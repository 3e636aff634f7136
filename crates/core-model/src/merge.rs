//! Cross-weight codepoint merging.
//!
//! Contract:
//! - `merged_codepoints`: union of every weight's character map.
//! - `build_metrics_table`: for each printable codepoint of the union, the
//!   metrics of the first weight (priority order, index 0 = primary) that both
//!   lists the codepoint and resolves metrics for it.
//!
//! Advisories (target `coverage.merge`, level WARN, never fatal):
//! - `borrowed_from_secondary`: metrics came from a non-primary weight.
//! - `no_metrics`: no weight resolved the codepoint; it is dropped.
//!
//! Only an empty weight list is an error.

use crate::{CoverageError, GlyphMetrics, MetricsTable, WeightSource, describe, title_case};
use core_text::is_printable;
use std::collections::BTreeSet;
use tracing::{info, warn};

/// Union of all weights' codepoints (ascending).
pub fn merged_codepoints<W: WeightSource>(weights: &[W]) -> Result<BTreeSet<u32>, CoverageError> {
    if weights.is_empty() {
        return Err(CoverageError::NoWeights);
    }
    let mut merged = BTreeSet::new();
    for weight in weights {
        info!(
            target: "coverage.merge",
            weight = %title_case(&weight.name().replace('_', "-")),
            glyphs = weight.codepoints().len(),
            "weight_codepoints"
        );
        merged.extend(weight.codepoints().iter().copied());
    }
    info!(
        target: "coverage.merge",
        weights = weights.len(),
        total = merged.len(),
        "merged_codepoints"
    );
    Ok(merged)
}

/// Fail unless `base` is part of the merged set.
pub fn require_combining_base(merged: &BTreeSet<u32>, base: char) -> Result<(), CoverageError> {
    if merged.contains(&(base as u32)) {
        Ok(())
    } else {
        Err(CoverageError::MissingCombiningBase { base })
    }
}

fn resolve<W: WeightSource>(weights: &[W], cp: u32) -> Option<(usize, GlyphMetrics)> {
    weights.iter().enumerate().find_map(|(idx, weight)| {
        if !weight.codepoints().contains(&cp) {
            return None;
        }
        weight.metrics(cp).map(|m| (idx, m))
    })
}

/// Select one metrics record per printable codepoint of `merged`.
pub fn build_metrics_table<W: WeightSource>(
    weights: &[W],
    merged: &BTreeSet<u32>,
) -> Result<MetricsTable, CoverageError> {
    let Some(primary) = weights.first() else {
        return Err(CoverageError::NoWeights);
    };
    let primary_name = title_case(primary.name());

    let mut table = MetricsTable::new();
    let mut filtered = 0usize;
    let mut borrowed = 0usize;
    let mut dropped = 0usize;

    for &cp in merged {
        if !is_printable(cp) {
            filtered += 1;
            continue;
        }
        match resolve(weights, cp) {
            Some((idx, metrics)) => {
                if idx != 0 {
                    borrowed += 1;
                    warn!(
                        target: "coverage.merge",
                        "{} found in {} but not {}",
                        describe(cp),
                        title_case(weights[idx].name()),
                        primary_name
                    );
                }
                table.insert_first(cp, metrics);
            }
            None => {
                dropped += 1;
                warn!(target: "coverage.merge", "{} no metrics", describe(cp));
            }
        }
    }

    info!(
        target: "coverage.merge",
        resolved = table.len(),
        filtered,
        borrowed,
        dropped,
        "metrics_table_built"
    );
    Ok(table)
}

# # # # # # #

- [TASK OBJECTIVE]:
Output every entry exactly as given.

- [RESULT OF THE TASK]:
repository 3e636aff634f7136
filename crates/core-model/src/merge.rs
//! Cross-weight codepoint merging.
//!
//! Contract:
//! - `merged_codepoints`: union of every weight's character map.
//! - `build_metrics_table`: for each printable codepoint of the union, the
//!   metrics of the first weight (priority order, index 0 = primary) that both
//!   lists the codepoint and resolves metrics for it.
//!
//! Advisories (target `coverage.merge`, level WARN, never fatal):
//! - `borrowed_from_secondary`: metrics came from a non-primary weight.
//! - `no_metrics`: no weight resolved the codepoint; it is dropped.
//!
//! Only an empty weight list is an error.

use crate::{CoverageError, GlyphMetrics, MetricsTable, WeightSource, describe, title_case};
use core_text::is_printable;
use std::collections::BTreeSet;
use tracing::{info, warn};

/// Union of all weights' codepoints (ascending).
pub fn merged_codepoints<W: WeightSource>(weights: &[W]) -> Result<BTreeSet<u32>, CoverageError> {
    if weights.is_empty() {
        return Err(CoverageError::NoWeights);
    }
    let mut merged = BTreeSet::new();
    for weight in weights {
        info!(
            target: "coverage.merge",
            weight = %title_case(&weight.name().replace('_', "-")),
            glyphs = weight.codepoints().len(),
            "weight_codepoints"
        );
        merged.extend(weight.codepoints().iter().copied());
    }
    info!(
        target: "coverage.merge",
        weights = weights.len(),
        total = merged.len(),
        "merged_codepoints"
    );
    Ok(merged)
}

/// Fail unless `base` is part of the merged set.
pub fn require_combining_base(merged: &BTreeSet<u32>, base: char) -> Result<(), CoverageError> {
    if merged.contains(&(base as u32)) {
        Ok(())
    } else {
        Err(CoverageError::MissingCombiningBase { base })
    }
}

fn resolve<W: WeightSource>(weights: &[W], cp: u32) -> Option<(usize, GlyphMetrics)> {
    weights.iter().enumerate().find_map(|(idx, weight)| {
        if !weight.codepoints().contains(&cp) {
            return None;
        }
        weight.metrics(cp).map(|m| (idx, m))
    })
}

/// Select one metrics record per printable codepoint of `merged`.
pub fn build_metrics_table<W: WeightSource>(
    weights: &[W],
    merged: &BTreeSet<u32>,
) -> Result<MetricsTable, CoverageError> {
    let Some(primary) = weights.first() else {
        return Err(CoverageError::NoWeights);
    };
    let primary_name = title_case(primary.name());

    let mut table = MetricsTable::new();
    let mut filtered = 0usize;
    let mut borrowed = 0usize;
    let mut dropped = 0usize;

    for &cp in merged {
        if !is_printable(cp) {
            filtered += 1;
            continue;
        }
        match resolve(weights, cp) {
            Some((idx, metrics)) => {
                if idx != 0 {
                    borrowed += 1;
                    warn!(
                        target: "coverage.merge",
                        "{} found in {} but not {}",
                        describe(cp),
                        title_case(weights[idx].name()),
                        primary_name
                    );
                }
                table.insert_first(cp, metrics);
            }
            None => {
                dropped += 1;
                warn!(target: "coverage.merge", "{} no metrics", describe(cp));
            }
        }
    }

    info!(
        target: "coverage.merge",
        resolved = table.len(),
        filtered,
        borrowed,
        dropped,
        "metrics_table_built"
    );
    Ok(table)
}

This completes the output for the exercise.